Task input —

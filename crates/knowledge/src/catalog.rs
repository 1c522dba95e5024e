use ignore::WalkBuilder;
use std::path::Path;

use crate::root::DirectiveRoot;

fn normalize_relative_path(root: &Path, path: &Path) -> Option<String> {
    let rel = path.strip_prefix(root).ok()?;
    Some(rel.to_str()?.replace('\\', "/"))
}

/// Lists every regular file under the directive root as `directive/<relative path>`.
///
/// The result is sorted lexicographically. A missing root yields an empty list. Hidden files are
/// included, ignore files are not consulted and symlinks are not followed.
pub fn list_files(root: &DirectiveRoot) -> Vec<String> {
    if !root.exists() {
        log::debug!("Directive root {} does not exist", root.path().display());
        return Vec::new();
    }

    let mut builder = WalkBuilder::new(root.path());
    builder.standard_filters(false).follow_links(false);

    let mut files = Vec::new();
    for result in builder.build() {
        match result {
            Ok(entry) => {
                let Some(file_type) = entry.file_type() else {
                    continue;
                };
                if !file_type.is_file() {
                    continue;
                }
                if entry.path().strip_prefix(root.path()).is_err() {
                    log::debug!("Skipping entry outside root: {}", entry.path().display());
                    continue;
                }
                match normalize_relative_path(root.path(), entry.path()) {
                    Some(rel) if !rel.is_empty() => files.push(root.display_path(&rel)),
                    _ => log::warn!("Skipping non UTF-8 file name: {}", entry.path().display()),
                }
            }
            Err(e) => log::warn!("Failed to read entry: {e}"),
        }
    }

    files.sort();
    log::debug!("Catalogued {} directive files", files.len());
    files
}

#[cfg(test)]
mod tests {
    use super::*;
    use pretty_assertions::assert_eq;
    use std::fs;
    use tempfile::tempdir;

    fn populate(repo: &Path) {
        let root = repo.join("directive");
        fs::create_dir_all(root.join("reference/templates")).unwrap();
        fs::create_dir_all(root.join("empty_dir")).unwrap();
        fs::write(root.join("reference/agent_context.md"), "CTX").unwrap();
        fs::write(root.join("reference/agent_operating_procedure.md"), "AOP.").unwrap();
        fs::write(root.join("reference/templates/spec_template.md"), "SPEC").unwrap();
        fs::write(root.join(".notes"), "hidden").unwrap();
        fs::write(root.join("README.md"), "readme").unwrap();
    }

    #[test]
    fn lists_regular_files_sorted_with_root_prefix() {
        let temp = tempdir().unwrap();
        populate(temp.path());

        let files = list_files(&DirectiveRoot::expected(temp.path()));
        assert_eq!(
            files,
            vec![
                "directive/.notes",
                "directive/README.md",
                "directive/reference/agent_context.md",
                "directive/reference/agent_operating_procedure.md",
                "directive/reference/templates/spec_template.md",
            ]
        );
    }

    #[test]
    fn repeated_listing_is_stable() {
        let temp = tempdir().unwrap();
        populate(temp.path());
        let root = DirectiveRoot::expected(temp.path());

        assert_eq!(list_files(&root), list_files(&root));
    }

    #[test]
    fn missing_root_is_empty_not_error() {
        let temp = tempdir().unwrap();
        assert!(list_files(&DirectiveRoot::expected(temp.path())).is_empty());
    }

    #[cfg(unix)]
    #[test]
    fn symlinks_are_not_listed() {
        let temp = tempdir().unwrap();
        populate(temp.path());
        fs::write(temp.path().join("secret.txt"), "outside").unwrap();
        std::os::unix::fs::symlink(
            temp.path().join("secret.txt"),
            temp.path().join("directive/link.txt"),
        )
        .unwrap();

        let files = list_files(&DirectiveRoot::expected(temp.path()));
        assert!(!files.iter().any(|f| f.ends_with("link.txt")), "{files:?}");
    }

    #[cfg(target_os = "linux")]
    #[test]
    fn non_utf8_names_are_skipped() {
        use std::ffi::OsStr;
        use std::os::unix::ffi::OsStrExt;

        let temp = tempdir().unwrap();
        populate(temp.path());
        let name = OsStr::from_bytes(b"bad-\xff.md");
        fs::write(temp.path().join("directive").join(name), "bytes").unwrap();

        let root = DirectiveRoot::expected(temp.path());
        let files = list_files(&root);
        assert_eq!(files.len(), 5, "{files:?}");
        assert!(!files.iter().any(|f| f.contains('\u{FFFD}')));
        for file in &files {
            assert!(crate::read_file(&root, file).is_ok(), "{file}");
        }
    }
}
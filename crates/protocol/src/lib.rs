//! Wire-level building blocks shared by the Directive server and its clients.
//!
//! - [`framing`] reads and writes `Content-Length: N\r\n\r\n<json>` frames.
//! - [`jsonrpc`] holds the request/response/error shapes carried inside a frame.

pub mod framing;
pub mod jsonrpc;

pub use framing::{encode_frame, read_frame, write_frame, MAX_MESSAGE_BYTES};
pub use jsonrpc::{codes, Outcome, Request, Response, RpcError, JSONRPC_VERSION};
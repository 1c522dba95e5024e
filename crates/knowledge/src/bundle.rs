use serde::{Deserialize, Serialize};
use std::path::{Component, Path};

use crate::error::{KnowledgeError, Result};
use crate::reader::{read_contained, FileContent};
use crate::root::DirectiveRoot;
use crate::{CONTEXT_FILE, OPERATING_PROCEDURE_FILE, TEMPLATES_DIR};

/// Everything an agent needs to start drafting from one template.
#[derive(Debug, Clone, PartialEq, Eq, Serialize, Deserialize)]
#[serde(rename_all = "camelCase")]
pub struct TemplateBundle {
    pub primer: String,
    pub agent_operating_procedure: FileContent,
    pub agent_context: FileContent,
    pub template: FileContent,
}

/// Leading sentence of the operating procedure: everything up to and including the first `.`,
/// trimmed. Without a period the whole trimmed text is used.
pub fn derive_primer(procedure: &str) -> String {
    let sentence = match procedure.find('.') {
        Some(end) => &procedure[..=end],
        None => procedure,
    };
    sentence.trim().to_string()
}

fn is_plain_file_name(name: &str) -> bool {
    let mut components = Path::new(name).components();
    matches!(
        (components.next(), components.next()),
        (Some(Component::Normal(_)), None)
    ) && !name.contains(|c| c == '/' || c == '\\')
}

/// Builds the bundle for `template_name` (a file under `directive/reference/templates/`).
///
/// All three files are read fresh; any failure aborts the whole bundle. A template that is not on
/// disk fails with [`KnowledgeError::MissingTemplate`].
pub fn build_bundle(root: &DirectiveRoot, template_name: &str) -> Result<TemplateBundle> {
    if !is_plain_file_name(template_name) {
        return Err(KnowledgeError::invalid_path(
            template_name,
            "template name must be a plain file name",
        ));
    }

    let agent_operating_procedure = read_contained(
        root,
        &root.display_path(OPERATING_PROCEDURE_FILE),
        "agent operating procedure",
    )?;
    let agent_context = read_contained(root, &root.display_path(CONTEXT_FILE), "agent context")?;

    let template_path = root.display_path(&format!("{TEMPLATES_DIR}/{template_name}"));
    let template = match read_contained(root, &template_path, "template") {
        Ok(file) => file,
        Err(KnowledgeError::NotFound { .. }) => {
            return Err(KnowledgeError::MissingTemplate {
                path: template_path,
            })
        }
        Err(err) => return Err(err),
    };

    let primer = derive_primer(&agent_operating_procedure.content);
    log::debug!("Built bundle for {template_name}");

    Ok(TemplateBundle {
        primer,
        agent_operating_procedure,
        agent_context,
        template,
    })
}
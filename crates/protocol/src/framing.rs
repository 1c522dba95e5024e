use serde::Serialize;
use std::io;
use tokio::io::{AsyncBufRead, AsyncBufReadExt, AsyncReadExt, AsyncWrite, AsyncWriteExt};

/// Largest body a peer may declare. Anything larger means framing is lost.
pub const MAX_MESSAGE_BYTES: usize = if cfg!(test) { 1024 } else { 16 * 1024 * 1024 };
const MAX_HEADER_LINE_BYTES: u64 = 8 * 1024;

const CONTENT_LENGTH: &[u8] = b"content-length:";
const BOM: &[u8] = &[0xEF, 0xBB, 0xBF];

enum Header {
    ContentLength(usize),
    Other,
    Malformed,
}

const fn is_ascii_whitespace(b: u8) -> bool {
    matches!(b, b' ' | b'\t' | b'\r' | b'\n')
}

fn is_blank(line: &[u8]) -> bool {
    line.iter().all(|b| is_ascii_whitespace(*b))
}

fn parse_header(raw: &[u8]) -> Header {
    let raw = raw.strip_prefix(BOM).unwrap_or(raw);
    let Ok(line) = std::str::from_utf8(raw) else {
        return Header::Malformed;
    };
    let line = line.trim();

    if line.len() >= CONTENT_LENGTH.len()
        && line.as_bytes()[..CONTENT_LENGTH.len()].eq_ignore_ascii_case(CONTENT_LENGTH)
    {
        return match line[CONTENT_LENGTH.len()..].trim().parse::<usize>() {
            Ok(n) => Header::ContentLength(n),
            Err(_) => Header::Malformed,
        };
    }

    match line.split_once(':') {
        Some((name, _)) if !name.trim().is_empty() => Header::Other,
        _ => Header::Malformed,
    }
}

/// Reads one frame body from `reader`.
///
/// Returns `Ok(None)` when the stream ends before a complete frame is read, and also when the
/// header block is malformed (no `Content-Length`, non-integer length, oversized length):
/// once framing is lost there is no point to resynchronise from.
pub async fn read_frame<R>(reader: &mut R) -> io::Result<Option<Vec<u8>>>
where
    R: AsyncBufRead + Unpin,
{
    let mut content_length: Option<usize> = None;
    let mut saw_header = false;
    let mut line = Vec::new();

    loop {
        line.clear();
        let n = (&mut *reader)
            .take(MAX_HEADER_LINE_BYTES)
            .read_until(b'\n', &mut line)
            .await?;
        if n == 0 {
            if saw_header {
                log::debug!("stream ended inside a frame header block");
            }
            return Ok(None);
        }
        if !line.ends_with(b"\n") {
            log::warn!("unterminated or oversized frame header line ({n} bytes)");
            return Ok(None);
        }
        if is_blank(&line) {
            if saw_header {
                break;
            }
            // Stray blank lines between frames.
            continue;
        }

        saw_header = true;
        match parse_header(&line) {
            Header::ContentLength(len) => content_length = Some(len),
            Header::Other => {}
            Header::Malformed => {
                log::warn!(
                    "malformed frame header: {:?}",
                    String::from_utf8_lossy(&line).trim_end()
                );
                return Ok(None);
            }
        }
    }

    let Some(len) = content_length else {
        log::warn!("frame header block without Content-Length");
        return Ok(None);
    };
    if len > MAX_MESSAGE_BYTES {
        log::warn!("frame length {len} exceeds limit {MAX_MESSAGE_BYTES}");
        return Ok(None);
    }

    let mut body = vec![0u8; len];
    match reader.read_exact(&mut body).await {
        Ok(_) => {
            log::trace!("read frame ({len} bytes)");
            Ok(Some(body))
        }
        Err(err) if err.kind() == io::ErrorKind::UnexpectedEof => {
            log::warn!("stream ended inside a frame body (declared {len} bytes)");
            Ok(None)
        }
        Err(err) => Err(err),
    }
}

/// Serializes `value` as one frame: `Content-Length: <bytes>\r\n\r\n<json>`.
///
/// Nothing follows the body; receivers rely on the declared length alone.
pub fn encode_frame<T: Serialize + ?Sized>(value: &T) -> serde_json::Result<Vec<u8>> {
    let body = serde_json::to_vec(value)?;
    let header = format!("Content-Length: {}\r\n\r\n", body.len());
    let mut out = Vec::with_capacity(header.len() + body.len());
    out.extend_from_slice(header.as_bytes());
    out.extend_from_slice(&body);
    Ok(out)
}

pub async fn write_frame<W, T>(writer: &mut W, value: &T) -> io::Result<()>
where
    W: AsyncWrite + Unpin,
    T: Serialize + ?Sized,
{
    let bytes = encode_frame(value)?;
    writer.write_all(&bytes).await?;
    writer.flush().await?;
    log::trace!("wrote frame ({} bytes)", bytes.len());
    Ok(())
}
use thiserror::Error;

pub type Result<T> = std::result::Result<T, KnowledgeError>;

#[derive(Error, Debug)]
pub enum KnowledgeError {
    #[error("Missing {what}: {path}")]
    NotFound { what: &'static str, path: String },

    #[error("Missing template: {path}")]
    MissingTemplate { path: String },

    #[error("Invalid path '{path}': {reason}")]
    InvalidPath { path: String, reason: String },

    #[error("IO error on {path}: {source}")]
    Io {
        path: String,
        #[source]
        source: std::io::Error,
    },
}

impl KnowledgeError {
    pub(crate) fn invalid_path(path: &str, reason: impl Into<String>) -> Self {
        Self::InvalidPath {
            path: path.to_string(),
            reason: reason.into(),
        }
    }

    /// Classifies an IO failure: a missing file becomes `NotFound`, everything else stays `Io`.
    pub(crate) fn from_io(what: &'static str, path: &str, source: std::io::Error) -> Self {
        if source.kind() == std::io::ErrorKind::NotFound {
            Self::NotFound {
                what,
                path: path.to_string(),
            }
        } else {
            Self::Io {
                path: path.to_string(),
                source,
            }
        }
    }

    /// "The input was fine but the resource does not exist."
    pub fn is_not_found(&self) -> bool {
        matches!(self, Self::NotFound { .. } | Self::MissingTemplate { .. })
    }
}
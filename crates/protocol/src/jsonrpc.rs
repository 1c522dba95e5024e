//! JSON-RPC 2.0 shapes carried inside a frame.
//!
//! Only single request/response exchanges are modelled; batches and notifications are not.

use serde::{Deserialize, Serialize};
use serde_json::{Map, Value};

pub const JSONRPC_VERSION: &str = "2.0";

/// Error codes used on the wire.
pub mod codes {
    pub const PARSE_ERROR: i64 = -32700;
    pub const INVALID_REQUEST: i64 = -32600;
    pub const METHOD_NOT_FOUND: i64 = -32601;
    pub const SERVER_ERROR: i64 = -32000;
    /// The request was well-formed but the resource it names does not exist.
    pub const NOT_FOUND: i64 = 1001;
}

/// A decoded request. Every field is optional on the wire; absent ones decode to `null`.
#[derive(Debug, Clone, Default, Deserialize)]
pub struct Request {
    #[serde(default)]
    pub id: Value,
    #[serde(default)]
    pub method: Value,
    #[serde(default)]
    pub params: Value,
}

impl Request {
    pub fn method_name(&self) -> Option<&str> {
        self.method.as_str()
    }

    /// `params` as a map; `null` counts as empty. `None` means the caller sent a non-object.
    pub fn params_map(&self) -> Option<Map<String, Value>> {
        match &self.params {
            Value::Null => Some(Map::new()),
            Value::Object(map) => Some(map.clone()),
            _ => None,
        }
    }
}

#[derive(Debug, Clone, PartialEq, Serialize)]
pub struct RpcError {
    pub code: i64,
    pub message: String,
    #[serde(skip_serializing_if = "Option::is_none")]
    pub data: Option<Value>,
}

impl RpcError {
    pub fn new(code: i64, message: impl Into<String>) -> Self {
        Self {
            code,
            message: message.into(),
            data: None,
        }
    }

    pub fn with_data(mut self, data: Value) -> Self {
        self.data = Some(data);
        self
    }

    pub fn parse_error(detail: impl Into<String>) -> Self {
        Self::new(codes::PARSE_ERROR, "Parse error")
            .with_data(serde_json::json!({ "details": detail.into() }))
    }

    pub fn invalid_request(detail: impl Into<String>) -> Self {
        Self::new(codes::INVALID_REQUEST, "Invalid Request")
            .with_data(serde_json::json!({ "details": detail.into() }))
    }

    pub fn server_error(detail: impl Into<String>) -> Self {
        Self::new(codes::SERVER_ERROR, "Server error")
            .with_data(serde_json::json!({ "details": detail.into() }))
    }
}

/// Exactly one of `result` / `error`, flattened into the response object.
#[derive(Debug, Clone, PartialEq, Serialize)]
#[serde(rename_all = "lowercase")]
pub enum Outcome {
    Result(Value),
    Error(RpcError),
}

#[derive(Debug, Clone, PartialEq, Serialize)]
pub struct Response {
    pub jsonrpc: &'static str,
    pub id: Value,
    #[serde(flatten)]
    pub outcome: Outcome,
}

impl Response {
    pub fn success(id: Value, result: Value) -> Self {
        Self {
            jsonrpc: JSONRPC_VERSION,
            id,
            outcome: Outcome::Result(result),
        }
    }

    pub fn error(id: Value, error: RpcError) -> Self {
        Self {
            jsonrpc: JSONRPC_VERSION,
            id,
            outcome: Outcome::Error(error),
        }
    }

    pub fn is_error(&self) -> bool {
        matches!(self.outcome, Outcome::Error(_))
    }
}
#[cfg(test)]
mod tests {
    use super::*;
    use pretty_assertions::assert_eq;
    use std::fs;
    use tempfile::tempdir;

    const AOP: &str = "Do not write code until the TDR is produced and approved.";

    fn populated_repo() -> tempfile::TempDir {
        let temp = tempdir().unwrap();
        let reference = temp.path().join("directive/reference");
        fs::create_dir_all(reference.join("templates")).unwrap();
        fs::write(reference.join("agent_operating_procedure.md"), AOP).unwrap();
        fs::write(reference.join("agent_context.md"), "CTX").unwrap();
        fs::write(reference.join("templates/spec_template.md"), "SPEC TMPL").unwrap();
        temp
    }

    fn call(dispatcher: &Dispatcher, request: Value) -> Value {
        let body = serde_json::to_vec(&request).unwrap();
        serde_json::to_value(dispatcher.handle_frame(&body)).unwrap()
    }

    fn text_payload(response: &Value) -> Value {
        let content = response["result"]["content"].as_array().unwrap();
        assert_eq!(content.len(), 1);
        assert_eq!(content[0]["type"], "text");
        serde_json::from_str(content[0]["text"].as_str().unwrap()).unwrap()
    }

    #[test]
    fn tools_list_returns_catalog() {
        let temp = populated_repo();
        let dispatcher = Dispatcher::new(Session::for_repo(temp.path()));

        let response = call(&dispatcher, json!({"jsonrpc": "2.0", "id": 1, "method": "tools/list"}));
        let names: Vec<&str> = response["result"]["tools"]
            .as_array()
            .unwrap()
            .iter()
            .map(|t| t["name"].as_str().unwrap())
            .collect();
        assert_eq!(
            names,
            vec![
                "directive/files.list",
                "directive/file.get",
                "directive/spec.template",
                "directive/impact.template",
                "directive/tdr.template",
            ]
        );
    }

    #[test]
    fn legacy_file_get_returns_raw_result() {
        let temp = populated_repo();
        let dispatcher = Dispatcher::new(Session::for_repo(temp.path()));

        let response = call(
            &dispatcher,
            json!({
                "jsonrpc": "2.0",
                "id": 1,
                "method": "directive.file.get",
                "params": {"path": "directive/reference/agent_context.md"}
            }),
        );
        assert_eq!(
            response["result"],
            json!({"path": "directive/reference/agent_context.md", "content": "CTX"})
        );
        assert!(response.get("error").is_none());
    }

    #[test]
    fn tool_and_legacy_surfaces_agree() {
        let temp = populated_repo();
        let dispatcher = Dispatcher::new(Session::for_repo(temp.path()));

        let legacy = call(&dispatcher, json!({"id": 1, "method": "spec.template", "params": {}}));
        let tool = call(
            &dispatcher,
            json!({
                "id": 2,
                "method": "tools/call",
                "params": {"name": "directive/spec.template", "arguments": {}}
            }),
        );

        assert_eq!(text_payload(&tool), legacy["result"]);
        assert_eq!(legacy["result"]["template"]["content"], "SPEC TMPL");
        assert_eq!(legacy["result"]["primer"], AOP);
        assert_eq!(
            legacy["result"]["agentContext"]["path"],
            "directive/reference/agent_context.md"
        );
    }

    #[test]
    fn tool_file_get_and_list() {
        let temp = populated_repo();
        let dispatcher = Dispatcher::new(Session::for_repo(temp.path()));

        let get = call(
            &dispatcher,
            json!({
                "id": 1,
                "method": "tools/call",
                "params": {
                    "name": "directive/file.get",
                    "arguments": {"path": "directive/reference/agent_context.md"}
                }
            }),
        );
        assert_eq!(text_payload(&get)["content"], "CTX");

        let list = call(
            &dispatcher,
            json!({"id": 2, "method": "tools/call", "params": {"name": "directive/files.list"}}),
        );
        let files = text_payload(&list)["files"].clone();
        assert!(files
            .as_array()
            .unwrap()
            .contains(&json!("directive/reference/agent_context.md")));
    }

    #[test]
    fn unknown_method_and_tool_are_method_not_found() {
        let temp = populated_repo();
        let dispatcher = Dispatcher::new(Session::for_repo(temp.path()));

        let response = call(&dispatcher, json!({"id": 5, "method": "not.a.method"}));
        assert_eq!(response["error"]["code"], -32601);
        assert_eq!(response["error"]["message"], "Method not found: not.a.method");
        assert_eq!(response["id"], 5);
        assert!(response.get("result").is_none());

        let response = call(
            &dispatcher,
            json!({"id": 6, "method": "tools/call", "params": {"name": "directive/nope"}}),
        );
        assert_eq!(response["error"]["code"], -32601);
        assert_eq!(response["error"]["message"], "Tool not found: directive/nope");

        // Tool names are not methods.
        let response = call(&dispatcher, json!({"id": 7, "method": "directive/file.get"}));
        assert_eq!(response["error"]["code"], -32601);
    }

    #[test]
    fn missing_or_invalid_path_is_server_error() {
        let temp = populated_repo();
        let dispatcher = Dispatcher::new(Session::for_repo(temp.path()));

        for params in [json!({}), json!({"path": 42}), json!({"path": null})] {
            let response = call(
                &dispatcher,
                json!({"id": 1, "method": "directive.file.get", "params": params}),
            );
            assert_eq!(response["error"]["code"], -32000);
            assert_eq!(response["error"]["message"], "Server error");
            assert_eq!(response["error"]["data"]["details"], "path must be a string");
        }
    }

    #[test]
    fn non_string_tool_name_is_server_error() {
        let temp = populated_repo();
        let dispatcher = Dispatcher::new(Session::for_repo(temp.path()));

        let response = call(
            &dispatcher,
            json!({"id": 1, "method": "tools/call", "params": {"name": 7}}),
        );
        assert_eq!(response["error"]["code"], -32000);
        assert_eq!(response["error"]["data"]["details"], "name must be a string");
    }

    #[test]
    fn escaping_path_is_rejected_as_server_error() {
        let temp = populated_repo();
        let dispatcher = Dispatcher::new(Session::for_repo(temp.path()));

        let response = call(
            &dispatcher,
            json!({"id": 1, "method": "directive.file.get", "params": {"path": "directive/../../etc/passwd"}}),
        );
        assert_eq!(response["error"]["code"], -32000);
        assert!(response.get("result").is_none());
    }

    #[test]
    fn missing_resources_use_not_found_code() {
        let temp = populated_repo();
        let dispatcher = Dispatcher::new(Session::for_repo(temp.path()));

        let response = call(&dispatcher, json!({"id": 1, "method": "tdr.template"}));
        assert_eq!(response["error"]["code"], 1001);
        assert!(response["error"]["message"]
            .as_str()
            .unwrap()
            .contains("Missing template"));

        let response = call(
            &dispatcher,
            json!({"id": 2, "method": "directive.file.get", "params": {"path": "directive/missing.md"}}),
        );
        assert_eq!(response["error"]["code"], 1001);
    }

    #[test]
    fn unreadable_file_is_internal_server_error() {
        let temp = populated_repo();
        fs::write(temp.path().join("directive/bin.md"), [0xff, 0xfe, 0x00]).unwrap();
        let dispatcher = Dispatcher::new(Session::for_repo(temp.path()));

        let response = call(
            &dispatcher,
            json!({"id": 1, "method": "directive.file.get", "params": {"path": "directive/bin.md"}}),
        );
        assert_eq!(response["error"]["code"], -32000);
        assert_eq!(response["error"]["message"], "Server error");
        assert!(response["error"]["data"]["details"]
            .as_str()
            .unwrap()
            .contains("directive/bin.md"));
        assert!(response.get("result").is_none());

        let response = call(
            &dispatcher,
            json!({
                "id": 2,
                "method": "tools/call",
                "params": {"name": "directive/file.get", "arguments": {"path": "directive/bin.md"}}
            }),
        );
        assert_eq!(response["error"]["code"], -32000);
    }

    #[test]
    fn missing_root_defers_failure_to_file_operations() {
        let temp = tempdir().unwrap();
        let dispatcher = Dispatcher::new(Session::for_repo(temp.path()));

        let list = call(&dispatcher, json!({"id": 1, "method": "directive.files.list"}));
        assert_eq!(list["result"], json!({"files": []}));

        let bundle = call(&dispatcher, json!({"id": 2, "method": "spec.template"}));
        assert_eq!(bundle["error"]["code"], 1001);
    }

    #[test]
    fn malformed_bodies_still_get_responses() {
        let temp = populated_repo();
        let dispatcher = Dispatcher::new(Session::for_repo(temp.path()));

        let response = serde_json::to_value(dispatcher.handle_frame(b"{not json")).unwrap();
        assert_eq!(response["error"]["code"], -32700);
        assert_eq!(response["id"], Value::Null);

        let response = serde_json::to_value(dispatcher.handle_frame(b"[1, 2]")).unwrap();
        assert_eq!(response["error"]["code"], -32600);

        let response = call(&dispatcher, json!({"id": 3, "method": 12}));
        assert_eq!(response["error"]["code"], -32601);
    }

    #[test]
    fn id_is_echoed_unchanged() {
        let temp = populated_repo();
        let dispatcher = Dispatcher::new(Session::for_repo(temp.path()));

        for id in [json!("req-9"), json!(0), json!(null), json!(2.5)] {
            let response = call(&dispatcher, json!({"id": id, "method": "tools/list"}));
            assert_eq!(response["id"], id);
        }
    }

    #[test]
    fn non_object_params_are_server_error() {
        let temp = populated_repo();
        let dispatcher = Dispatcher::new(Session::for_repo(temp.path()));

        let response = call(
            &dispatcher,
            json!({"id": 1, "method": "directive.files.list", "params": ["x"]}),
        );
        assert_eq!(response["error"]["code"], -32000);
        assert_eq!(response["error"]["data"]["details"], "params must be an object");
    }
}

Activity — Where the string "else" occurs in the data, return the whole line.

Result of this exercise —
                let Some(file_type) = entry.file_type() else {
pub const MAX_MESSAGE_BYTES: usize = if cfg!(test) { 1024 } else { 16 * 1024 * 1024 };
    let Ok(line) = std::str::from_utf8(raw) else {
    let Some(len) = content_length else {
    /// Classifies an IO failure: a missing file becomes `NotFound`, everything else stays `Io`.
        } else {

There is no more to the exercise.